Which lines of the data below contain "format"? Please show them all.

::: Data for review

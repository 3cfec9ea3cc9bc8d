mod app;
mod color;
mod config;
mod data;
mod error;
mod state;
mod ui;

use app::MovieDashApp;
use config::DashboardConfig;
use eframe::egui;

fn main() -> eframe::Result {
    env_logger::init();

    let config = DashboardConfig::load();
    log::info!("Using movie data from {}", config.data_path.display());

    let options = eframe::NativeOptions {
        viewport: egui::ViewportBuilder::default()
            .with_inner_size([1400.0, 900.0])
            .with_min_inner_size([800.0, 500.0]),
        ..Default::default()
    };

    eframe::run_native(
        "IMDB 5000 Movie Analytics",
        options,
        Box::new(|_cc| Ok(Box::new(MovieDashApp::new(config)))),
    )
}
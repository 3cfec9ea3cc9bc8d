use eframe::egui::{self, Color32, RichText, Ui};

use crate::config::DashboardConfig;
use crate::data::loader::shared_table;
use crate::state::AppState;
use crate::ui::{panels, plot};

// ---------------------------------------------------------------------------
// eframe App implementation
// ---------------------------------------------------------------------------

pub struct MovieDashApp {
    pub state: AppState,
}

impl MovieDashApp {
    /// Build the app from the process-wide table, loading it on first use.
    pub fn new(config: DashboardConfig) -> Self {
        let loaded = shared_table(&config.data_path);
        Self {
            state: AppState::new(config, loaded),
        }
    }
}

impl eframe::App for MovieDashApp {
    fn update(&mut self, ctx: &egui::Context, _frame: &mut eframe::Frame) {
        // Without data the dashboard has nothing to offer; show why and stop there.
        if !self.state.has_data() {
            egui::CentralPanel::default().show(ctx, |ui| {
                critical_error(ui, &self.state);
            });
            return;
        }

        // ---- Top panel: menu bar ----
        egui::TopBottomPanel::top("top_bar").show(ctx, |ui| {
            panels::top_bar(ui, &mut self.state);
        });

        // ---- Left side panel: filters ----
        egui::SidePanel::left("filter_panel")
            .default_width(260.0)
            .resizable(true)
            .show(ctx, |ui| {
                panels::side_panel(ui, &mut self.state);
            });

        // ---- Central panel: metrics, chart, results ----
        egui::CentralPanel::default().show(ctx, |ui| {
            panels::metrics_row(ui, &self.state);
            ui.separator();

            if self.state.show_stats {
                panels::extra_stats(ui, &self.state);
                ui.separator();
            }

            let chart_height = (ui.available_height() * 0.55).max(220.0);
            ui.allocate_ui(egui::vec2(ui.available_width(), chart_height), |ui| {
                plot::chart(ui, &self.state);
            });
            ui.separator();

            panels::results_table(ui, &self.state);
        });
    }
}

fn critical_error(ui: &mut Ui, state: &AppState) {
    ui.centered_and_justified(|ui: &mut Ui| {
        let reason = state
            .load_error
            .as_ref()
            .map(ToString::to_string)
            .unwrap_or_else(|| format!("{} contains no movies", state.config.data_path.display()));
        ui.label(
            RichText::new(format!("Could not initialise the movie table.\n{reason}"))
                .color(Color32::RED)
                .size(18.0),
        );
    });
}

::::::
::: Data for review

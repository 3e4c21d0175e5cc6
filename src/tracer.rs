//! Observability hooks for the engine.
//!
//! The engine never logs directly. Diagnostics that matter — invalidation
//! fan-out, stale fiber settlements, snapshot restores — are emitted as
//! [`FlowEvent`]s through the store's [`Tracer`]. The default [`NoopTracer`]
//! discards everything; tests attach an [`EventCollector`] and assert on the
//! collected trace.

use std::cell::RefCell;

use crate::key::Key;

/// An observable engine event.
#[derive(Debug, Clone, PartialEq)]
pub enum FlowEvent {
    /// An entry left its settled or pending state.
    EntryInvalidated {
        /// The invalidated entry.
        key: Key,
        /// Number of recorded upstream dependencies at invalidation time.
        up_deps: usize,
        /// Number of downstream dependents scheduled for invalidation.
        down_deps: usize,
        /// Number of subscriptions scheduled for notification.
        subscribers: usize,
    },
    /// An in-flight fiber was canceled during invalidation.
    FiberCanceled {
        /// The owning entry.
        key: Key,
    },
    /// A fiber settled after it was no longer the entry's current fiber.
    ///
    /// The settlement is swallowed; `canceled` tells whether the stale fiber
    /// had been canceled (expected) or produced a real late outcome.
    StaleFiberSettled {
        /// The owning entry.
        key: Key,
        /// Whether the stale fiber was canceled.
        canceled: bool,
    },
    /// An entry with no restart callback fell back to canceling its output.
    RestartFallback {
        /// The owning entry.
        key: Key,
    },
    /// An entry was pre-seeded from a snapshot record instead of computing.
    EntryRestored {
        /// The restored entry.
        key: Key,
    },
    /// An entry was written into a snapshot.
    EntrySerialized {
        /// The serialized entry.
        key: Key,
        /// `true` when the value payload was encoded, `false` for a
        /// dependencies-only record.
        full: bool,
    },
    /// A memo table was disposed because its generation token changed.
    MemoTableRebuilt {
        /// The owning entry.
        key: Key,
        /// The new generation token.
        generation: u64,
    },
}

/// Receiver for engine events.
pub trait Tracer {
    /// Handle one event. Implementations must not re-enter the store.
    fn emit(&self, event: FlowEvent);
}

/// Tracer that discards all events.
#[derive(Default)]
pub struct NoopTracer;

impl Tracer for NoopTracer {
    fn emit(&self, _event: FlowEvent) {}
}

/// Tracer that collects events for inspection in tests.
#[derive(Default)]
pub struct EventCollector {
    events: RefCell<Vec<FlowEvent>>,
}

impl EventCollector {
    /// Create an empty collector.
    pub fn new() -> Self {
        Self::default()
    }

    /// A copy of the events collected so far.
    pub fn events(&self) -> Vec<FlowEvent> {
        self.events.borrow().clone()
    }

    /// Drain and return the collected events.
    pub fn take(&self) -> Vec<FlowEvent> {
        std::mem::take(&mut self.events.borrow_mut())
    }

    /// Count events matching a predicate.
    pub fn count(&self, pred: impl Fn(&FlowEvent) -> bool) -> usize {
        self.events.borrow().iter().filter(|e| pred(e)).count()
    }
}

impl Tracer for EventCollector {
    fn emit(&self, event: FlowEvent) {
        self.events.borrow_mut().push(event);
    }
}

::::::

Answer box:
            .unwrap_or_else(|| format!("{} contains no movies", state.config.data_path.display()));
            RichText::new(format!("Could not initialise the movie table.\n{reason}"))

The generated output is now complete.